---------- Source data ----------

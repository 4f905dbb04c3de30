use std::fs;
use std::path::{Path, PathBuf};

use serde::{Deserialize, Serialize};

use super::ContentBlock;

#[derive(Debug, thiserror::Error)]
pub enum ModuleError {
    #[error("Failed to read module file at {path}: {source}")]
    Read {
        path: PathBuf,
        source: std::io::Error,
    },
    #[error("Failed to parse module file at {path}: {source}")]
    Parse {
        path: PathBuf,
        source: toml::de::Error,
    },
    #[error("Failed to parse module: {0}")]
    ParseStr(#[from] toml::de::Error),
}

/// A course module: an ordered list of content blocks under a title.
#[derive(Debug, Clone, Default, PartialEq, Serialize, Deserialize)]
pub struct Module {
    pub title: String,
    #[serde(default)]
    pub description: Option<String>,
    #[serde(default)]
    pub blocks: Vec<ContentBlock>,
}

impl Module {
    pub fn from_toml_str(source: &str) -> Result<Self, ModuleError> {
        Ok(toml::from_str(source)?)
    }

    pub fn load<P: AsRef<Path>>(path: P) -> Result<Self, ModuleError> {
        let path = path.as_ref();
        let content = fs::read_to_string(path).map_err(|source| ModuleError::Read {
            path: path.to_path_buf(),
            source,
        })?;

        toml::from_str(&content).map_err(|source| ModuleError::Parse {
            path: path.to_path_buf(),
            source,
        })
    }
}

#[cfg(test)]
mod tests {
    use super::*;
    use crate::content::{ContentType, TextBlock};
    use tempfile::TempDir;

    const SAMPLE: &str = r##"
title = "Ownership"

[[blocks]]
content_type = "text"
md_content = "# Moves"

[[blocks]]
content_type = "mermaid"
title = "Flow"
mermaid_code = "graph TD\n  A --> B"
"##;

    #[test]
    fn parses_blocks_in_order() {
        let module = Module::from_toml_str(SAMPLE).unwrap();
        assert_eq!(module.title, "Ownership");
        let types: Vec<ContentType> = module.blocks.iter().map(|b| b.content_type()).collect();
        assert_eq!(types, vec![ContentType::Text, ContentType::Mermaid]);
        assert_eq!(
            module.blocks[0],
            ContentBlock::Text(TextBlock {
                md_content: Some("# Moves".to_string()),
                ai_generated: false,
            })
        );
    }

    #[test]
    fn unknown_block_type_is_an_error() {
        let err = Module::from_toml_str(
            r#"
title = "x"
[[blocks]]
content_type = "podcast"
"#,
        )
        .unwrap_err();
        assert!(matches!(err, ModuleError::ParseStr(_)));
    }

    #[test]
    fn load_reports_missing_file() {
        let temp_dir = TempDir::new().unwrap();
        let path = temp_dir.path().join("missing.toml");

        let err = Module::load(&path).unwrap_err();
        assert!(matches!(err, ModuleError::Read { .. }));
        assert!(err.to_string().contains("missing.toml"));
    }

    #[test]
    fn load_reads_file() {
        let temp_dir = TempDir::new().unwrap();
        let path = temp_dir.path().join("ownership.toml");
        std::fs::write(&path, SAMPLE).unwrap();

        let module = Module::load(&path).unwrap();
        assert_eq!(module.blocks.len(), 2);
    }

    #[test]
    fn load_reports_parse_errors_with_path() {
        let temp_dir = TempDir::new().unwrap();
        let path = temp_dir.path().join("broken.toml");
        std::fs::write(&path, "title = ").unwrap();

        let err = Module::load(&path).unwrap_err();
        assert!(matches!(err, ModuleError::Parse { .. }));
        assert!(err.to_string().contains("broken.toml"));
    }
}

----------

== Work task ==
In the entries above, find each line with the word "Debug" and copy it.

== Exercise result ==
#[derive(Debug, thiserror::Error)]
#[derive(Debug, Clone, Default, PartialEq, Serialize, Deserialize)]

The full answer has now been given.